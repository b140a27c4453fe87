//! Route tables bound to request handlers.
//!
//! [`ServerRouter`] wraps one of the two tables from `gizmo-router` and
//! stores a [`Handler`] per route. Dispatch sets the extracted route
//! variables on the [`RequestContext`] before the handler runs.

use std::collections::HashMap;
use std::future::Future;
use std::sync::Arc;

use bytes::Bytes;
use futures_util::future::BoxFuture;
use futures_util::FutureExt;
use http::{Method, StatusCode};

use gizmo_core::codec::error_response;
use gizmo_core::{Request, RequestContext, Response, RouteVars, ServiceError};
use gizmo_router::{ExactRouter, MethodFilter, PatternRouter};

use crate::error::{ServerError, ServerResult};

/// A type-erased request handler.
pub type Handler =
    Arc<dyn Fn(RequestContext, Request) -> BoxFuture<'static, Response> + Send + Sync>;

/// Wraps an async function as a [`Handler`].
pub fn handler_fn<F, Fut>(f: F) -> Handler
where
    F: Fn(RequestContext, Request) -> Fut + Send + Sync + 'static,
    Fut: Future<Output = Response> + Send + 'static,
{
    Arc::new(move |ctx: RequestContext, request: Request| f(ctx, request).boxed())
}

/// Which route table the server dispatches through.
#[derive(Debug, Clone, Copy, Default, PartialEq, Eq)]
pub enum RouterKind {
    /// `{name}` and `{name:pattern}` segments, overridable not-found.
    #[default]
    Pattern,
    /// Exact paths with the `ANY` method sentinel, fixed not-found.
    Exact,
}

enum Table {
    Pattern(PatternRouter<Handler>),
    Exact(ExactRouter<Handler>),
}

/// Outcome of a route lookup.
pub enum Lookup {
    /// A handler matched both method and path.
    Found(Handler, RouteVars),
    /// The path exists under other methods.
    MethodNotAllowed,
    /// Nothing matched.
    NotFound,
}

/// A route table of handlers.
pub struct ServerRouter {
    table: Table,
    not_found: Handler,
}

impl std::fmt::Debug for ServerRouter {
    fn fmt(&self, f: &mut std::fmt::Formatter<'_>) -> std::fmt::Result {
        f.debug_struct("ServerRouter")
            .field("kind", &self.kind())
            .field("routes", &self.len())
            .finish()
    }
}

impl Default for ServerRouter {
    fn default() -> Self {
        Self::new(RouterKind::default())
    }
}

impl ServerRouter {
    /// Creates an empty router of the given kind.
    #[must_use]
    pub fn new(kind: RouterKind) -> Self {
        let table = match kind {
            RouterKind::Pattern => Table::Pattern(PatternRouter::new()),
            RouterKind::Exact => Table::Exact(ExactRouter::new()),
        };
        Self {
            table,
            not_found: Arc::new(|_ctx: RequestContext, _request: Request| {
                async { error_response(&ServiceError::not_found("not found")) }.boxed()
            }),
        }
    }

    /// The table kind.
    pub fn kind(&self) -> RouterKind {
        match self.table {
            Table::Pattern(_) => RouterKind::Pattern,
            Table::Exact(_) => RouterKind::Exact,
        }
    }

    /// Registers `handler` for `method` and `path`.
    pub fn handle(
        &mut self,
        method: impl Into<MethodFilter>,
        path: &str,
        handler: Handler,
    ) -> ServerResult<()> {
        let result = match &mut self.table {
            Table::Pattern(router) => router.insert(method, path, handler),
            Table::Exact(router) => router.insert(method, path, handler),
        };
        result.map_err(|e| ServerError::registration(e.to_string()))
    }

    /// Registers an async function for `method` and `path`.
    pub fn handle_fn<F, Fut>(
        &mut self,
        method: impl Into<MethodFilter>,
        path: &str,
        f: F,
    ) -> ServerResult<()>
    where
        F: Fn(RequestContext, Request) -> Fut + Send + Sync + 'static,
        Fut: Future<Output = Response> + Send + 'static,
    {
        self.handle(method, path, handler_fn(f))
    }

    /// Replaces the not-found handler. Only the pattern table allows it.
    pub fn set_not_found(&mut self, handler: Handler) -> ServerResult<()> {
        match self.table {
            Table::Pattern(_) => {
                self.not_found = handler;
                Ok(())
            }
            Table::Exact(_) => Err(ServerError::registration(
                "the exact router's not-found handler cannot be replaced",
            )),
        }
    }

    /// Whether any route serves `path`.
    pub fn has_path(&self, path: &str) -> bool {
        match &self.table {
            Table::Pattern(router) => router.has_path(path),
            Table::Exact(router) => router.has_path(path),
        }
    }

    /// Number of registered routes.
    pub fn len(&self) -> usize {
        match &self.table {
            Table::Pattern(router) => router.len(),
            Table::Exact(router) => router.len(),
        }
    }

    /// Whether no route is registered.
    pub fn is_empty(&self) -> bool {
        self.len() == 0
    }

    /// Looks up the handler for a request line.
    pub fn lookup(&self, method: &Method, path: &str) -> Lookup {
        let matched = match &self.table {
            Table::Pattern(router) => router.match_route(method, path),
            Table::Exact(router) => router.match_route(method, path),
        };
        match matched {
            Some(m) => Lookup::Found(Arc::clone(m.value), m.vars),
            None if self.has_path(path) => Lookup::MethodNotAllowed,
            None => Lookup::NotFound,
        }
    }

    /// The handler a request line goes to, falling back to the 405 and
    /// not-found handlers.
    pub fn resolve(&self, method: &Method, path: &str) -> (Handler, RouteVars) {
        match self.lookup(method, path) {
            Lookup::Found(handler, vars) => (handler, vars),
            Lookup::MethodNotAllowed => (handler_fn(method_not_allowed), RouteVars::new()),
            Lookup::NotFound => (Arc::clone(&self.not_found), RouteVars::new()),
        }
    }

    /// Routes and runs one request.
    pub async fn serve(&self, mut ctx: RequestContext, request: Request) -> Response {
        let (handler, vars) = self.resolve(request.method(), request.uri().path());
        ctx.set_vars(vars);
        handler(ctx, request).await
    }
}

async fn method_not_allowed(_ctx: RequestContext, _request: Request) -> Response {
    error_response(&ServiceError::status(
        StatusCode::METHOD_NOT_ALLOWED,
        "method not allowed",
    ))
}

/// Route variables of the current request as a map; empty when none.
pub fn vars(ctx: &RequestContext) -> HashMap<String, String> {
    ctx.vars().to_map()
}

/// A 200 plain-text response.
pub(crate) fn ok_text(body: &'static str) -> Response {
    gizmo_core::codec::text_response(StatusCode::OK, Bytes::from_static(body.as_bytes()))
}

#[cfg(test)]
mod tests {
    use super::*;
    use gizmo_router::ANY;

    fn request(method: Method, path: &str) -> Request {
        http::Request::builder()
            .method(method)
            .uri(path)
            .body(Bytes::new())
            .unwrap()
    }

    fn echo_var(name: &'static str) -> Handler {
        handler_fn(move |ctx: RequestContext, _request: Request| async move {
            let value = ctx.vars().get(name).unwrap_or("-").to_string();
            Response::new(Bytes::from(value))
        })
    }

    #[tokio::test]
    async fn test_pattern_sets_vars() {
        let mut router = ServerRouter::new(RouterKind::Pattern);
        router
            .handle(Method::GET, "/widgets/{id:[0-9]+}", echo_var("id"))
            .unwrap();

        let response = router
            .serve(RequestContext::background(), request(Method::GET, "/widgets/42"))
            .await;
        assert_eq!(response.status(), StatusCode::OK);
        assert_eq!(response.body(), &Bytes::from_static(b"42"));
    }

    #[tokio::test]
    async fn test_wrong_method_is_405() {
        let mut router = ServerRouter::default();
        router.handle(Method::GET, "/widgets", echo_var("x")).unwrap();

        let response = router
            .serve(RequestContext::background(), request(Method::POST, "/widgets"))
            .await;
        assert_eq!(response.status(), StatusCode::METHOD_NOT_ALLOWED);
    }

    #[tokio::test]
    async fn test_not_found_override() {
        let mut router = ServerRouter::new(RouterKind::Pattern);
        router
            .set_not_found(handler_fn(|_ctx: RequestContext, _request: Request| async {
                let mut response = Response::new(Bytes::from_static(b"nope"));
                *response.status_mut() = StatusCode::GONE;
                response
            }))
            .unwrap();

        let response = router
            .serve(RequestContext::background(), request(Method::GET, "/missing"))
            .await;
        assert_eq!(response.status(), StatusCode::GONE);
    }

    #[tokio::test]
    async fn test_exact_router_any_and_fixed_not_found() {
        let mut router = ServerRouter::new(RouterKind::Exact);
        router.handle(ANY, "/ping", echo_var("none")).unwrap();
        assert!(router.set_not_found(echo_var("x")).is_err());

        let response = router
            .serve(RequestContext::background(), request(Method::DELETE, "/ping"))
            .await;
        assert_eq!(response.status(), StatusCode::OK);

        let response = router
            .serve(RequestContext::background(), request(Method::GET, "/ping/extra"))
            .await;
        assert_eq!(response.status(), StatusCode::NOT_FOUND);
    }

    #[test]
    fn test_invalid_template_rejected() {
        let mut router = ServerRouter::default();
        let err = router.handle(Method::GET, "no-slash", echo_var("x")).unwrap_err();
        assert!(matches!(err, ServerError::Registration(_)));
    }

    #[test]
    fn test_vars_helper_empty() {
        assert!(vars(&RequestContext::background()).is_empty());
    }
}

═══

[What needs to be done] Would you show every line in the data above that contains the string "codec"?

[Solution]
use gizmo_core::codec::error_response;
    gizmo_core::codec::text_response(StatusCode::OK, Bytes::from_static(body.as_bytes()))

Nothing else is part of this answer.